• **YOUR ASSIGNMENT**:
State how many lines of the data below hold the string "OrderStore", giving nothing but the number.

• **DATA SUPPLIED**:
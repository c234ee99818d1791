//! Normalized decoded-transaction records.
//!
//! Adapters reduce every chain's wire format to these two shapes; all
//! verification downstream works only on them.

use custos_types::{Amount, ExtAddress};
use serde::{Deserialize, Serialize};

/// One transaction input referencing a previous outpoint.
#[derive(Clone, Debug, PartialEq, Eq, Serialize, Deserialize)]
pub struct UtxoIn {
    pub tx_hash: String,
    pub index: u64,
    /// The amount of the referenced outpoint as decoded by the adapter.
    pub amount: Amount,
    /// The address the referenced outpoint pays to.
    pub address: ExtAddress,
}

impl UtxoIn {
    pub fn outpoint(&self) -> (&str, u64) {
        (&self.tx_hash, self.index)
    }
}

/// One transaction output.
#[derive(Clone, Debug, PartialEq, Eq, Serialize, Deserialize)]
pub struct UtxoOut {
    pub address: ExtAddress,
    pub amount: Amount,
}

/// A decoded UTXO-model transaction.
#[derive(Clone, Debug, PartialEq, Eq, Serialize, Deserialize)]
pub struct UtxoTransaction {
    pub hash: String,
    pub vins: Vec<UtxoIn>,
    pub vouts: Vec<UtxoOut>,
    /// `Σvin − Σvout` as reported by the adapter; verification recomputes
    /// and must agree exactly.
    pub cost_fee: Amount,
    /// Estimated serialized size in kilobytes, for the gas-price band.
    pub estimated_size_kb: u128,
}

impl UtxoTransaction {
    /// Σ of the input amounts, `None` if an adapter-decoded tx overflows.
    pub fn vin_total(&self) -> Option<Amount> {
        Amount::checked_sum(self.vins.iter().map(|v| v.amount))
    }

    /// Σ of the output amounts, `None` if an adapter-decoded tx overflows.
    pub fn vout_total(&self) -> Option<Amount> {
        Amount::checked_sum(self.vouts.iter().map(|v| v.amount))
    }
}

/// A decoded account-model transaction.
#[derive(Clone, Debug, PartialEq, Eq, Serialize, Deserialize)]
pub struct AccountTransaction {
    pub hash: String,
    /// `None` on raw unsigned payloads where the sender is not yet
    /// recoverable; always present on signed payloads.
    pub from: Option<ExtAddress>,
    pub to: ExtAddress,
    pub amount: Amount,
    pub nonce: u64,
    pub gas_limit: u128,
    pub gas_price: Amount,
    /// The token contract invoked, for contract-based transfers.
    pub contract_address: Option<ExtAddress>,
}
//! Flow receipts.
//!
//! Every mutating entry point returns a [`Receipt`]: the ordered list of
//! observable effects the call produced. Callers (event indexers, the
//! embedding node) read flows instead of diffing store state. An idempotent
//! no-op confirmation returns an empty receipt.

use custos_orders::{OrderStatus, OrderType};
use custos_types::{Amount, CuAddress, ExtAddress, OrderId, Symbol};
use serde::{Deserialize, Serialize};

/// An order changed status.
#[derive(Clone, Debug, PartialEq, Eq, Serialize, Deserialize)]
pub struct OrderFlow {
    pub cu: CuAddress,
    pub order_id: OrderId,
    pub order_type: OrderType,
    pub status: OrderStatus,
}

/// A CU balance or hold moved. Changes are signed raw units.
#[derive(Clone, Debug, PartialEq, Eq, Serialize, Deserialize)]
pub struct BalanceFlow {
    pub cu: CuAddress,
    pub symbol: Symbol,
    pub previous_balance: Amount,
    pub balance_change: i128,
    pub previous_hold: Amount,
    pub hold_change: i128,
}

/// A batch of deposit orders crossed quorum together.
#[derive(Clone, Debug, PartialEq, Eq, Serialize, Deserialize)]
pub struct DepositConfirmedFlow {
    /// Orders credited as real inflows.
    pub order_ids: Vec<OrderId>,
    /// Orders rejected as claims with no matching on-chain transaction.
    pub invalid_order_ids: Vec<OrderId>,
}

/// A consolidation settled on chain.
#[derive(Clone, Debug, PartialEq, Eq, Serialize, Deserialize)]
pub struct CollectFlow {
    pub opcu: CuAddress,
    pub symbol: Symbol,
    pub total_amount: Amount,
    pub cost_fee: Amount,
}

/// A withdrawal settled on chain.
#[derive(Clone, Debug, PartialEq, Eq, Serialize, Deserialize)]
pub struct WithdrawalFlow {
    pub cu: CuAddress,
    pub symbol: Symbol,
    pub to_address: ExtAddress,
    pub amount: Amount,
    pub gas_fee: Amount,
}

/// A gas top-up settled on chain.
#[derive(Clone, Debug, PartialEq, Eq, Serialize, Deserialize)]
pub struct SysTransferFlow {
    pub opcu: CuAddress,
    pub to_cu: CuAddress,
    pub symbol: Symbol,
    pub amount: Amount,
}

/// An epoch migration settled on chain.
#[derive(Clone, Debug, PartialEq, Eq, Serialize, Deserialize)]
pub struct OpcuAssetTransferFlow {
    pub opcu: CuAddress,
    pub symbol: Symbol,
    pub to_address: ExtAddress,
    pub total_amount: Amount,
    pub cost_fee: Amount,
}

#[derive(Clone, Debug, PartialEq, Eq, Serialize, Deserialize)]
pub enum Flow {
    Order(OrderFlow),
    Balance(BalanceFlow),
    DepositConfirmed(DepositConfirmedFlow),
    Collect(CollectFlow),
    Withdrawal(WithdrawalFlow),
    SysTransfer(SysTransferFlow),
    OpcuAssetTransfer(OpcuAssetTransferFlow),
}

/// Ordered effects of one settlement call.
#[derive(Clone, Debug, Default, PartialEq, Eq, Serialize, Deserialize)]
pub struct Receipt {
    pub flows: Vec<Flow>,
}

impl Receipt {
    pub fn empty() -> Self {
        Self::default()
    }

    pub fn is_empty(&self) -> bool {
        self.flows.is_empty()
    }

    pub fn push(&mut self, flow: Flow) {
        self.flows.push(flow);
    }

    pub fn order_flows(&self) -> impl Iterator<Item = &OrderFlow> {
        self.flows.iter().filter_map(|f| match f {
            Flow::Order(o) => Some(o),
            _ => None,
        })
    }

    pub fn balance_flows(&self) -> impl Iterator<Item = &BalanceFlow> {
        self.flows.iter().filter_map(|f| match f {
            Flow::Balance(b) => Some(b),
            _ => None,
        })
    }

    pub fn deposit_confirmed_flows(&self) -> impl Iterator<Item = &DepositConfirmedFlow> {
        self.flows.iter().filter_map(|f| match f {
            Flow::DepositConfirmed(d) => Some(d),
            _ => None,
        })
    }
}

#[cfg(test)]
mod tests {
    use super::*;

    #[test]
    fn receipt_filters_by_flow_kind() {
        let mut receipt = Receipt::empty();
        assert!(receipt.is_empty());

        receipt.push(Flow::DepositConfirmed(DepositConfirmedFlow {
            order_ids: vec![OrderId::random()],
            invalid_order_ids: Vec::new(),
        }));
        receipt.push(Flow::Balance(BalanceFlow {
            cu: CuAddress::new("cu_alice").unwrap(),
            symbol: Symbol::new("eth").unwrap(),
            previous_balance: Amount::ZERO,
            balance_change: 3,
            previous_hold: Amount::ZERO,
            hold_change: 0,
        }));

        assert_eq!(receipt.deposit_confirmed_flows().count(), 1);
        assert_eq!(receipt.balance_flows().count(), 1);
        assert_eq!(receipt.order_flows().count(), 0);
    }
}
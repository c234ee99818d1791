//! Consolidation of confirmed user deposits into an OPCU.

use crate::error::SettlementError;
use crate::flows::{CollectFlow, Flow, OrderFlow, Receipt};
use crate::keeper::SettlementKeeper;
use custos_chain::adapter::ChainAdapter;
use custos_chain::registry::TokenRegistry;
use custos_orders::{CollectOrder, DepositConfirmStatus, Order, OrderStatus, OutPoint};
use custos_quorum::{ConfirmOutcome, EvidenceKeeper};
use custos_store::asset::AssetStore;
use custos_store::cu::CuStore;
use custos_store::deposit::{DepositItem, DepositStore};
use custos_store::order::OrderStore;
use custos_store::vote::VoteStore;
use custos_types::{
    Amount, CuAddress, CuKind, DepositStatus, ExtAddress, OrderId, Symbol, TokenInfo, TxModel,
    ValidatorId,
};
use custos_verify::{verify_utxo_tx, ExpectedAccountTx, UtxoVerifyContext};
use tracing::{debug, info};
//! Abstract storage traits for the custos settlement engine.
//!
//! The replicated key-value ledger store is an external collaborator; every
//! backend (the node's replicated store, in-memory nullables for testing)
//! implements these traits. The rest of the workspace depends only on the
//! traits. Complex values owned by higher crates (orders, vote tallies)
//! cross this boundary as serialized bytes.

pub mod asset;
pub mod cu;
pub mod deposit;
pub mod error;
pub mod order;
pub mod vote;

pub use asset::{AssetAddress, AssetStore, CuAsset};
pub use cu::{CuInfo, CuStore};
pub use deposit::{DepositItem, DepositStore};
pub use error::StoreError;
pub use order::OrderStore;
pub use vote::VoteStore;
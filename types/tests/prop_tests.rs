//! Property tests for the fundamental types.

use custos_types::{Amount, CuAddress, Symbol};
use proptest::prelude::*;

proptest! {
    /// Checked addition agrees with the u128 reference whenever the
    /// reference does not overflow, and reports `None` exactly when it does.
    #[test]
    fn checked_add_matches_u128(a in any::<u128>(), b in any::<u128>()) {
        let sum = Amount::new(a).checked_add(Amount::new(b));
        match a.checked_add(b) {
            Some(expected) => prop_assert_eq!(sum, Some(Amount::new(expected))),
            None => prop_assert_eq!(sum, None),
        }
    }

    /// Subtracting what was added always round-trips.
    #[test]
    fn add_then_sub_round_trips(a in any::<u128>(), b in any::<u128>()) {
        prop_assume!(a.checked_add(b).is_some());
        let sum = Amount::new(a).checked_add(Amount::new(b)).unwrap();
        prop_assert_eq!(sum.checked_sub(Amount::new(b)), Some(Amount::new(a)));
    }

    /// Summing a whole sequence agrees with a fold of checked additions.
    #[test]
    fn checked_sum_matches_fold(raws in proptest::collection::vec(any::<u128>(), 0..8)) {
        let expected = raws
            .iter()
            .try_fold(0u128, |acc, &r| acc.checked_add(r))
            .map(Amount::new);
        let total = Amount::checked_sum(raws.iter().map(|&r| Amount::new(r)));
        prop_assert_eq!(total, expected);
    }

    /// A fee at or below 100% never exceeds the base amount.
    #[test]
    fn fee_never_exceeds_base(amount in any::<u128>(), rate in 0u128..=10_000) {
        if let Some(fee) = Amount::new(amount).checked_mul_bps(rate) {
            prop_assert!(fee <= Amount::new(amount));
        }
    }

    /// Amounts survive a serde round trip unchanged.
    #[test]
    fn amount_serde_round_trip(raw in any::<u128>()) {
        let amount = Amount::new(raw);
        let json = serde_json::to_string(&amount).unwrap();
        let back: Amount = serde_json::from_str(&json).unwrap();
        prop_assert_eq!(back, amount);
    }

    /// Every lowercase alphanumeric string is a valid symbol and prints
    /// back verbatim.
    #[test]
    fn symbols_accept_lowercase_alnum(raw in "[a-z0-9]{1,12}") {
        let symbol = Symbol::new(raw.clone()).unwrap();
        prop_assert_eq!(symbol.as_str(), raw.as_str());
    }

    /// Constructing and wire-decoding a CU address enforce the same rule:
    /// anything without a `cu_` prefix and a non-empty body is rejected on
    /// both paths.
    #[test]
    fn cu_address_validation_is_uniform(raw in "[a-z0-9_]{0,16}") {
        let constructed = CuAddress::new(raw.clone());
        let decoded: Result<CuAddress, _> =
            serde_json::from_str(&format!("\"{raw}\""));
        prop_assert_eq!(constructed.is_ok(), decoded.is_ok());
        prop_assert_eq!(
            constructed.is_ok(),
            raw.starts_with("cu_") && raw.len() > 3
        );
    }
}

• **FINISHED TASK**:
2